Warcbase supports image analysis, a growing area of interest within web archives.

Most frequent image URLs in a collection

The following script:

import org.warcbase.spark.matchbox._
import org.warcbase.spark.rdd.RecordRDD._

val links = RecordLoader.loadArchives("/home/i2millig/warcbase/src/test/resources/warc/example.warc.gz", sc)
  .keepValidPages()
  .flatMap(r => ExtractImageLinks(r.getUrl, r.getContentString))
  .countItems()
  .take(10) 

Will extract the top ten URLs of images found within a collection, in an array like so:

links: Array[(String, Int)] = Array((http://www.archive.org/images/star.png,408), (http://www.archive.org/images/no_star.png,122), (http://www.archive.org/images/logo.jpg,118), (http://www.archive.org/images/main-header.jpg,84), (http://www.archive.org/images/rss.png,20), (http://www.archive.org/images/mail.gif,13), (http://www.archive.org/images/half_star.png,10), (http://www.archive.org/images/arrow.gif,7), (http://ia300142.us.archive.org/3/items/americana/am_libraries.gif?cnt=0,3), (http://ia310121.us.archive.org/2/items/GratefulDead/gratefuldead.gif?cnt=0,3), (http://www.archive.org/images/wayback.gif,2), (http://www.archive.org/images/wayback-election2000.gif,2), (http://www.archive.org/images/wayback-wt...

If you wanted to work with the images, you could download them from the Internet Archive.

Let's use the top-ranked example. This link, for example, will show you the temporal distribution of the image.
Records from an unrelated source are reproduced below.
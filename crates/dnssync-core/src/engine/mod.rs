//! Reconciliation engine
//!
//! The engine is responsible for:
//! - Computing the per-type difference between a source and a target set
//! - Applying additions and removals through a [`ServerAdapter`]
//! - Tallying outcomes without letting one record abort the batch
//!
//! ## Architecture
//!
//! ```text
//!   source (hub snapshot)      target (spoke live set)
//!            │                          │
//!            └──────────┬───────────────┘
//!                       ▼
//!                 ┌───────────┐
//!                 │  diff()   │──── DiffPlan (per type: to_add, to_remove)
//!                 └───────────┘
//!                       │
//!                       ▼
//!                 ┌───────────┐
//!                 │  apply()  │──── add_record / delete_record
//!                 └───────────┘
//!                       │
//!                       ▼
//!                   SyncStats
//! ```
//!
//! ## Apply order
//!
//! All additions run before removals, A before CNAME. Nothing depends on
//! this: every record operation is independent.

use serde::{Deserialize, Serialize};
use std::collections::{BTreeMap, BTreeSet};
use tracing::{debug, warn};

use crate::error::Result;
use crate::record::{DnsRecord, RecordSet, RecordType};
use crate::traits::ServerAdapter;

/// Outcome counters of one reconciliation
#[derive(Debug, Clone, Copy, Default, PartialEq, Eq, Serialize, Deserialize)]
pub struct SyncStats {
    /// Successful additions (or planned additions in dry-run)
    pub added: usize,
    /// Successful removals (or planned removals in dry-run)
    pub removed: usize,
    /// Add/delete calls that returned false or failed
    pub conflicts: usize,
    /// A records in the source snapshot
    pub a_records: usize,
    /// CNAME records in the source snapshot
    pub cname_records: usize,
}

impl SyncStats {
    /// Stats with only the record counts of a snapshot filled in
    pub fn for_snapshot(records: &RecordSet) -> Self {
        Self {
            a_records: records.count(RecordType::A),
            cname_records: records.count(RecordType::Cname),
            ..Self::default()
        }
    }
}

/// Per-type changes needed to make a target match a source
#[derive(Debug, Clone, Default, PartialEq, Eq)]
pub struct DiffPlan {
    to_add: BTreeMap<RecordType, BTreeSet<String>>,
    to_remove: BTreeMap<RecordType, BTreeSet<String>>,
}

impl DiffPlan {
    /// Canonical strings to add for one type
    pub fn additions(&self, record_type: RecordType) -> impl Iterator<Item = &str> {
        self.to_add
            .get(&record_type)
            .into_iter()
            .flat_map(|set| set.iter().map(String::as_str))
    }

    /// Canonical strings to remove for one type
    pub fn removals(&self, record_type: RecordType) -> impl Iterator<Item = &str> {
        self.to_remove
            .get(&record_type)
            .into_iter()
            .flat_map(|set| set.iter().map(String::as_str))
    }

    /// Total planned additions
    pub fn add_count(&self) -> usize {
        self.to_add.values().map(BTreeSet::len).sum()
    }

    /// Total planned removals
    pub fn remove_count(&self) -> usize {
        self.to_remove.values().map(BTreeSet::len).sum()
    }

    /// Whether the pair is already converged
    pub fn is_empty(&self) -> bool {
        self.add_count() == 0 && self.remove_count() == 0
    }

    /// The target after every planned operation succeeds
    pub fn applied_to(&self, target: &RecordSet) -> Result<RecordSet> {
        let mut result = RecordSet::new();
        for (record_type, canonical) in target.iter() {
            let removed = self
                .to_remove
                .get(&record_type)
                .is_some_and(|set| set.contains(canonical));
            if !removed {
                result.insert_canonical(record_type, canonical)?;
            }
        }
        for record_type in RecordType::ALL {
            for canonical in self.additions(record_type) {
                result.insert_canonical(record_type, canonical)?;
            }
        }
        Ok(result)
    }
}

/// Compute `source - target` and `target - source` for each record type
pub fn diff(source: &RecordSet, target: &RecordSet) -> DiffPlan {
    let mut plan = DiffPlan::default();

    for record_type in RecordType::ALL {
        let src = source.of_type(record_type);
        let dst = target.of_type(record_type);

        let add: BTreeSet<String> = src.difference(dst).cloned().collect();
        let remove: BTreeSet<String> = dst.difference(src).cloned().collect();

        if !add.is_empty() {
            plan.to_add.insert(record_type, add);
        }
        if !remove.is_empty() {
            plan.to_remove.insert(record_type, remove);
        }
    }

    plan
}

/// Apply a plan through an adapter
///
/// Each record is attempted independently. A `false` return, an error or an
/// unparseable canonical string all count as one conflict.
///
/// # Parameters
///
/// - `plan`: Changes to apply
/// - `adapter`: Connected target adapter
/// - `dry_run`: Count planned operations without calling the adapter
pub async fn apply(plan: &DiffPlan, adapter: &dyn ServerAdapter, dry_run: bool) -> SyncStats {
    let mut stats = SyncStats::default();

    if dry_run {
        stats.added = plan.add_count();
        stats.removed = plan.remove_count();
        debug!(
            "Dry run on {}: would add {}, remove {}",
            adapter.server_name(),
            stats.added,
            stats.removed
        );
        return stats;
    }

    for record_type in RecordType::ALL {
        for canonical in plan.additions(record_type) {
            if apply_one(adapter, record_type, canonical, Operation::Add).await {
                stats.added += 1;
            } else {
                stats.conflicts += 1;
            }
        }
    }

    for record_type in RecordType::ALL {
        for canonical in plan.removals(record_type) {
            if apply_one(adapter, record_type, canonical, Operation::Delete).await {
                stats.removed += 1;
            } else {
                stats.conflicts += 1;
            }
        }
    }

    stats
}

/// Fetch the target's live set, diff it against `source` and apply
///
/// # Returns
///
/// - `Ok(SyncStats)`: Reconciliation ran (conflicts may be non-zero)
/// - `Err(Error)`: The live set could not be fetched; nothing was applied
pub async fn reconcile(
    source: &RecordSet,
    adapter: &dyn ServerAdapter,
    dry_run: bool,
) -> Result<SyncStats> {
    let target = adapter.get_records().await?;
    let plan = diff(source, &target);

    debug!(
        "Plan for {}: +{} -{}",
        adapter.server_name(),
        plan.add_count(),
        plan.remove_count()
    );

    let applied = apply(&plan, adapter, dry_run).await;
    Ok(SyncStats {
        a_records: source.count(RecordType::A),
        cname_records: source.count(RecordType::Cname),
        ..applied
    })
}

#[derive(Debug, Clone, Copy)]
enum Operation {
    Add,
    Delete,
}

async fn apply_one(
    adapter: &dyn ServerAdapter,
    record_type: RecordType,
    canonical: &str,
    op: Operation,
) -> bool {
    let record = match DnsRecord::parse(record_type, canonical) {
        Ok(record) => record,
        Err(e) => {
            warn!("Skipping malformed record on {}: {}", adapter.server_name(), e);
            return false;
        }
    };

    let result = match op {
        Operation::Add => adapter.add_record(&record).await,
        Operation::Delete => adapter.delete_record(&record).await,
    };

    match result {
        Ok(true) => true,
        Ok(false) => {
            warn!(
                "{} rejected {:?} of {}",
                adapter.server_name(),
                op,
                record
            );
            false
        }
        Err(e) => {
            warn!(
                "{:?} of {} on {} failed: {}",
                op,
                record,
                adapter.server_name(),
                e
            );
            false
        }
    }
}

#[cfg(test)]
mod tests {
    use super::*;

    fn set(a: &[&str], cname: &[&str]) -> RecordSet {
        let mut records = RecordSet::new();
        for s in a {
            records.insert_canonical(RecordType::A, s).unwrap();
        }
        for s in cname {
            records.insert_canonical(RecordType::Cname, s).unwrap();
        }
        records
    }

    #[test]
    fn diff_finds_missing_record() {
        let hub = set(&["1.2.3.4 nas.home", "5.6.7.8 pi.home"], &[]);
        let spoke = set(&["1.2.3.4 nas.home"], &[]);

        let plan = diff(&hub, &spoke);
        assert_eq!(plan.add_count(), 1);
        assert_eq!(plan.remove_count(), 0);
        assert_eq!(
            plan.additions(RecordType::A).collect::<Vec<_>>(),
            vec!["5.6.7.8 pi.home"]
        );
    }

    #[test]
    fn diff_finds_stale_record() {
        let hub = set(&["1.2.3.4 nas.home"], &[]);
        let spoke = set(&["1.2.3.4 nas.home", "9.9.9.9 stale.home"], &[]);

        let plan = diff(&hub, &spoke);
        assert_eq!(plan.add_count(), 0);
        assert_eq!(
            plan.removals(RecordType::A).collect::<Vec<_>>(),
            vec!["9.9.9.9 stale.home"]
        );
    }

    #[test]
    fn types_are_diffed_independently() {
        let hub = set(&["1.2.3.4 nas.home"], &["www.home -> nas.home"]);
        let spoke = set(&[], &["old.home -> nas.home"]);

        let plan = diff(&hub, &spoke);
        assert_eq!(plan.additions(RecordType::A).count(), 1);
        assert_eq!(plan.additions(RecordType::Cname).count(), 1);
        assert_eq!(plan.removals(RecordType::Cname).count(), 1);
        assert_eq!(plan.removals(RecordType::A).count(), 0);
    }

    #[test]
    fn additions_and_removals_are_disjoint_and_close() {
        let hub = set(
            &["1.2.3.4 nas.home", "10.0.0.1 router.home"],
            &["www.home -> nas.home"],
        );
        let spoke = set(
            &["1.2.3.4 nas.home", "9.9.9.9 stale.home"],
            &["www.home -> old.home"],
        );

        let plan = diff(&hub, &spoke);
        for ty in RecordType::ALL {
            let adds: BTreeSet<_> = plan.additions(ty).collect();
            assert!(plan.removals(ty).all(|r| !adds.contains(r)));
        }
        assert_eq!(plan.applied_to(&spoke).unwrap(), hub);
    }

    #[test]
    fn converged_pair_yields_empty_plan() {
        let hub = set(&["1.2.3.4 nas.home"], &["www.home -> nas.home"]);
        assert!(diff(&hub, &hub.clone()).is_empty());
    }

    #[test]
    fn snapshot_stats_count_types() {
        let hub = set(&["1.2.3.4 nas.home", "5.6.7.8 pi.home"], &["www.home -> nas.home"]);
        let stats = SyncStats::for_snapshot(&hub);
        assert_eq!(stats.a_records, 2);
        assert_eq!(stats.cname_records, 1);
        assert_eq!(stats.added, 0);
    }
}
For a snapshot from September 2007, this URL would work:

http://web.archive.org/web/20070913051458/http://www.archive.org/images/star.png

To do analysis on all images, you could thus prepend http://web.archive.org/web/20070913051458/ to each URL and wget them en masse.

For more information on wget, please consult this lesson available on the Programming Historian website.

Most frequent images in a collection, based on MD5 hash

Some images may be the same, but have different URLs. This UDF finds the popular images by calculating the MD5 hash of each and presenting the most frequent images based on that metric. This script:

import org.warcbase.spark.matchbox._
import org.warcbase.spark.rdd.RecordRDD._
import org.warcbase.spark.matchbox.RecordLoader

val r = RecordLoader.loadArchives("/collections/webarchives/geocities/warcs/*.warc.gz",sc).persist()
ExtractPopularImages(r, 2000, sc).saveAsTextFile("2000-Popular-Images-Geocities14")

Will save the 2000 most popular URLs to an output directory.